The best place to start is with a referral. This could be from family, friends, colleagues or parents from your child’s school. “Referrals from someone you trust are a great basis,” says project director Tintswalo Shikwambane, a mother of two boys, aged seven and six months old.

Boitumelo Mpete, a communications specialist from Pretoria, shares the same sentiment. “I prefer referrals from family members. I too found the best minder from a child minder who worked for my family. My daughter is now four years old and [our minder] has been with us since [my daughter] was nine months old,” she says.

Leave it with the experts

Alternatively, you can approach a placing agency; this might be costly but could save time. Agencies have a pool of applicants to choose from and assist with screening. However, not everyone likes using an agency. “I personally don’t like agencies, as I found their rules clash with mine. I made use of them previously but it didn’t work for me,” says Tintswalo.

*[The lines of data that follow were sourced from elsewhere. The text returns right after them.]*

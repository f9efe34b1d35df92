//! DuckDB storage for completed drift analyses.

use std::path::Path;

use arrow::array::{Array, Int64Array, LargeStringArray, StringArray};
use arrow::record_batch::RecordBatch;
use chrono::DateTime;
use driftscope_core::AnalysisResult;
use duckdb::{Connection, params};
use tracing::info;

use crate::StoreError;
use crate::record::{AnalysisRecord, AnalysisStore, NewAnalysis, now_micros};

const MEMORY_URL: &str = ":memory:";

const SCHEMA: &str = "
    CREATE SEQUENCE IF NOT EXISTS drift_analyses_id_seq START 1;
    CREATE TABLE IF NOT EXISTS drift_analyses (
        id               BIGINT PRIMARY KEY DEFAULT nextval('drift_analyses_id_seq'),
        created_at       TIMESTAMP NOT NULL,
        source_text      VARCHAR NOT NULL,
        translation_text VARCHAR NOT NULL,
        source_lang      VARCHAR NOT NULL,
        translation_lang VARCHAR NOT NULL,
        analysis_json    VARCHAR NOT NULL,
        model_name       VARCHAR NOT NULL
    );";

/// DuckDB store holding one row per analysis in `drift_analyses`.
///
/// `created_at` is stored as a UTC `TIMESTAMP` and `analysis_json` holds the
/// provider payload re-serialized after lenient parsing, so reading it back
/// never depends on the provider's original formatting.
///
/// Use [`open`](Self::open) for an ephemeral database and
/// [`open_persistent`](Self::open_persistent) for a file that survives
/// process restarts. The schema is created on open if missing.
pub struct DuckStore {
    conn: Connection,
}

impl DuckStore {
    /// Open an in-memory DuckDB database.
    pub fn open() -> Result<Self, StoreError> {
        Self::init(Connection::open_in_memory()?)
    }

    /// Open or create a persistent DuckDB database at the given path.
    pub fn open_persistent(path: &Path) -> Result<Self, StoreError> {
        Self::init(Connection::open(path)?)
    }

    /// Open from a connection string: `:memory:`, a file path, or a
    /// `duckdb://`-prefixed file path.
    pub fn open_url(connection_string: &str) -> Result<Self, StoreError> {
        let target = connection_string.trim();
        let target = target.strip_prefix("duckdb://").unwrap_or(target);
        if target.is_empty() {
            return Err(StoreError::Other("empty connection string".into()));
        }
        if target == MEMORY_URL {
            Self::open()
        } else {
            Self::open_persistent(Path::new(target))
        }
    }

    fn init(conn: Connection) -> Result<Self, StoreError> {
        conn.execute_batch(SCHEMA)?;
        Ok(Self { conn })
    }

    /// Number of stored analyses.
    pub fn count(&self) -> Result<usize, StoreError> {
        let batches = self.query_arrow("SELECT count(*)::BIGINT AS cnt FROM drift_analyses")?;
        let batch = batches.first().ok_or(StoreError::NoResults)?;
        let col = batch
            .column(0)
            .as_any()
            .downcast_ref::<Int64Array>()
            .ok_or_else(|| StoreError::Other("count column not i64".into()))?;
        Ok(col.value(0) as usize)
    }

    /// Execute arbitrary SQL and return Arrow RecordBatches.
    pub fn query_arrow(&self, sql: &str) -> Result<Vec<RecordBatch>, StoreError> {
        let mut stmt = self.conn.prepare(sql)?;
        let batches: Vec<RecordBatch> = stmt.query_arrow([])?.collect();
        Ok(batches)
    }
}

impl AnalysisStore for DuckStore {
    fn save(&self, new: NewAnalysis<'_>) -> Result<AnalysisRecord, StoreError> {
        let created_at = now_micros();
        let analysis_json = serde_json::to_string(new.analysis)?;
        let id: i64 = self.conn.query_row(
            "INSERT INTO drift_analyses (
                created_at, source_text, translation_text, source_lang,
                translation_lang, analysis_json, model_name
            ) VALUES (?::TIMESTAMP, ?, ?, ?, ?, ?, ?)
            RETURNING id",
            params![
                created_at.format("%Y-%m-%d %H:%M:%S%.6f").to_string(),
                new.source_text,
                new.translation_text,
                new.analysis.source_language,
                new.analysis.translation_language,
                analysis_json,
                new.model_name,
            ],
            |row| row.get(0),
        )?;
        info!(id, model = new.model_name, "analysis saved");
        Ok(AnalysisRecord::from_new(id, created_at, new))
    }

    fn latest(&self, limit: usize) -> Result<Vec<AnalysisRecord>, StoreError> {
        let sql = format!(
            "SELECT id, epoch_us(created_at)::BIGINT AS created_us, source_text,
                    translation_text, source_lang, translation_lang, analysis_json, model_name
             FROM drift_analyses
             ORDER BY created_at DESC, id DESC
             LIMIT {limit}"
        );
        let batches = self.query_arrow(&sql)?;
        let mut records = Vec::new();
        for batch in &batches {
            records.extend(records_from_batch(batch)?);
        }
        Ok(records)
    }
}

// ── Arrow extraction helpers ──

fn records_from_batch(batch: &RecordBatch) -> Result<Vec<AnalysisRecord>, StoreError> {
    let column = |name: &str| {
        batch
            .column_by_name(name)
            .ok_or_else(|| StoreError::Other(format!("missing '{name}' column")))
    };
    let ids = column("id")?;
    let created = column("created_us")?;
    let source_text = column("source_text")?;
    let translation_text = column("translation_text")?;
    let source_lang = column("source_lang")?;
    let translation_lang = column("translation_lang")?;
    let analysis_json = column("analysis_json")?;
    let model_name = column("model_name")?;

    (0..batch.num_rows())
        .map(|row| {
            let id = get_i64(ids.as_ref(), row)
                .ok_or_else(|| StoreError::Other(format!("null id at row {row}")))?;
            let created_us = get_i64(created.as_ref(), row)
                .ok_or_else(|| StoreError::Other(format!("null created_at at row {row}")))?;
            let created_at = DateTime::from_timestamp_micros(created_us).ok_or_else(|| {
                StoreError::Other(format!("created_at out of range: {created_us}"))
            })?;
            let json = get_string(analysis_json.as_ref(), row).unwrap_or_default();
            let analysis: AnalysisResult = serde_json::from_str(&json)?;
            Ok(AnalysisRecord {
                id,
                created_at,
                source_text: get_string(source_text.as_ref(), row).unwrap_or_default(),
                translation_text: get_string(translation_text.as_ref(), row).unwrap_or_default(),
                source_lang: get_string(source_lang.as_ref(), row).unwrap_or_default(),
                translation_lang: get_string(translation_lang.as_ref(), row).unwrap_or_default(),
                analysis,
                model_name: get_string(model_name.as_ref(), row).unwrap_or_default(),
            })
        })
        .collect()
}

/// Extract a string value from an Arrow array (handles Utf8 and LargeUtf8).
fn get_string(col: &dyn Array, row: usize) -> Option<String> {
    if col.is_null(row) {
        return None;
    }
    if let Some(arr) = col.as_any().downcast_ref::<StringArray>() {
        return Some(arr.value(row).to_string());
    }
    col.as_any()
        .downcast_ref::<LargeStringArray>()
        .map(|arr| arr.value(row).to_string())
}

fn get_i64(col: &dyn Array, row: usize) -> Option<i64> {
    if col.is_null(row) {
        return None;
    }
    col.as_any()
        .downcast_ref::<Int64Array>()
        .map(|arr| arr.value(row))
}

#[cfg(test)]
mod tests {
    use super::*;
    use driftscope_core::{Category, DriftItem, Severity};

    fn analysis() -> AnalysisResult {
        AnalysisResult {
            source_language: "English".into(),
            translation_language: "Portuguese".into(),
            drift_items: vec![DriftItem {
                category: Some(Category::Terminology),
                severity: Some(Severity::Medium),
                description: "Brand name translated".into(),
                source_snippet: "Apple".into(),
                translation_snippet: "Maçã".into(),
            }],
        }
    }

    fn save(store: &DuckStore, source: &str, analysis: &AnalysisResult) -> AnalysisRecord {
        store
            .save(NewAnalysis {
                source_text: source,
                translation_text: "A Maçã lançou",
                analysis,
                model_name: "gpt-4o-mini",
            })
            .unwrap()
    }

    #[test]
    fn open_in_memory_creates_schema() {
        let store = DuckStore::open().unwrap();
        assert_eq!(store.count().unwrap(), 0);
        assert!(store.latest(5).unwrap().is_empty());
    }

    #[test]
    fn open_url_variants() {
        assert!(DuckStore::open_url(":memory:").is_ok());
        assert!(DuckStore::open_url("duckdb://:memory:").is_ok());
        assert!(matches!(DuckStore::open_url("  "), Err(StoreError::Other(_))));
    }

    #[test]
    fn save_then_latest_reads_back() {
        let store = DuckStore::open().unwrap();
        let analysis = analysis();
        let saved = save(&store, "Apple launched", &analysis);
        assert_eq!(saved.id, 1);

        let latest = store.latest(5).unwrap();
        assert_eq!(latest.len(), 1);
        assert_eq!(latest[0], saved);
        assert_eq!(latest[0].analysis.drift_items[0].translation_snippet, "Maçã");
    }

    #[test]
    fn latest_newest_first_with_limit() {
        let store = DuckStore::open().unwrap();
        let analysis = analysis();
        for i in 0..7 {
            save(&store, &format!("source {i}"), &analysis);
        }
        assert_eq!(store.count().unwrap(), 7);
        let ids: Vec<i64> = store.latest(5).unwrap().iter().map(|r| r.id).collect();
        assert_eq!(ids, vec![7, 6, 5, 4, 3]);
    }

    #[test]
    fn quotes_in_text_are_stored_verbatim() {
        let store = DuckStore::open().unwrap();
        let saved = save(&store, "it's a 'quoted'; DROP TABLE x", &analysis());
        let latest = store.latest(1).unwrap();
        assert_eq!(latest[0].source_text, saved.source_text);
    }

    // ── Persistent storage tests ──

    #[test]
    fn persistent_save_and_reopen() {
        let tmp = tempfile::TempDir::new().unwrap();
        let db_path = tmp.path().join("drift.duckdb");

        let store = DuckStore::open_persistent(&db_path).unwrap();
        let saved = save(&store, "Apple launched", &analysis());
        drop(store);
        assert!(db_path.exists());

        let store = DuckStore::open_url(db_path.to_str().unwrap()).unwrap();
        assert_eq!(store.count().unwrap(), 1);
        assert_eq!(store.latest(5).unwrap()[0], saved);

        // The id sequence continues across reopen.
        let next = save(&store, "Apple again", &analysis());
        assert_eq!(next.id, 2);
    }
}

What to do when funds and time are limited

Another helpful way to put word out is advertising online using free classifieds sites such as Gumtree or your local store noticeboard. When writing your advert remember to include the terms of employment and a negotiable salary amount which ranges from R3 000 to R5 000 depending on qualifications and experience. These should be clarified to help make sure only suitable candidates apply.

Nanny Placing consultant Ruth Sibanda suggests mothers make sure the person they employ can take care of children, has the right qualifications, references and personality to fit in with the family. “Preferably they should have a childcare qualification that covers aspects relating to childcare like potty training,” she says.

“Always ask for a CV with contactable references. The CV should include all their child-care experience and former employers,” says Sibanda. “Agencies like ours do screening tests but we also prefer that clients check and interview candidates themselves.”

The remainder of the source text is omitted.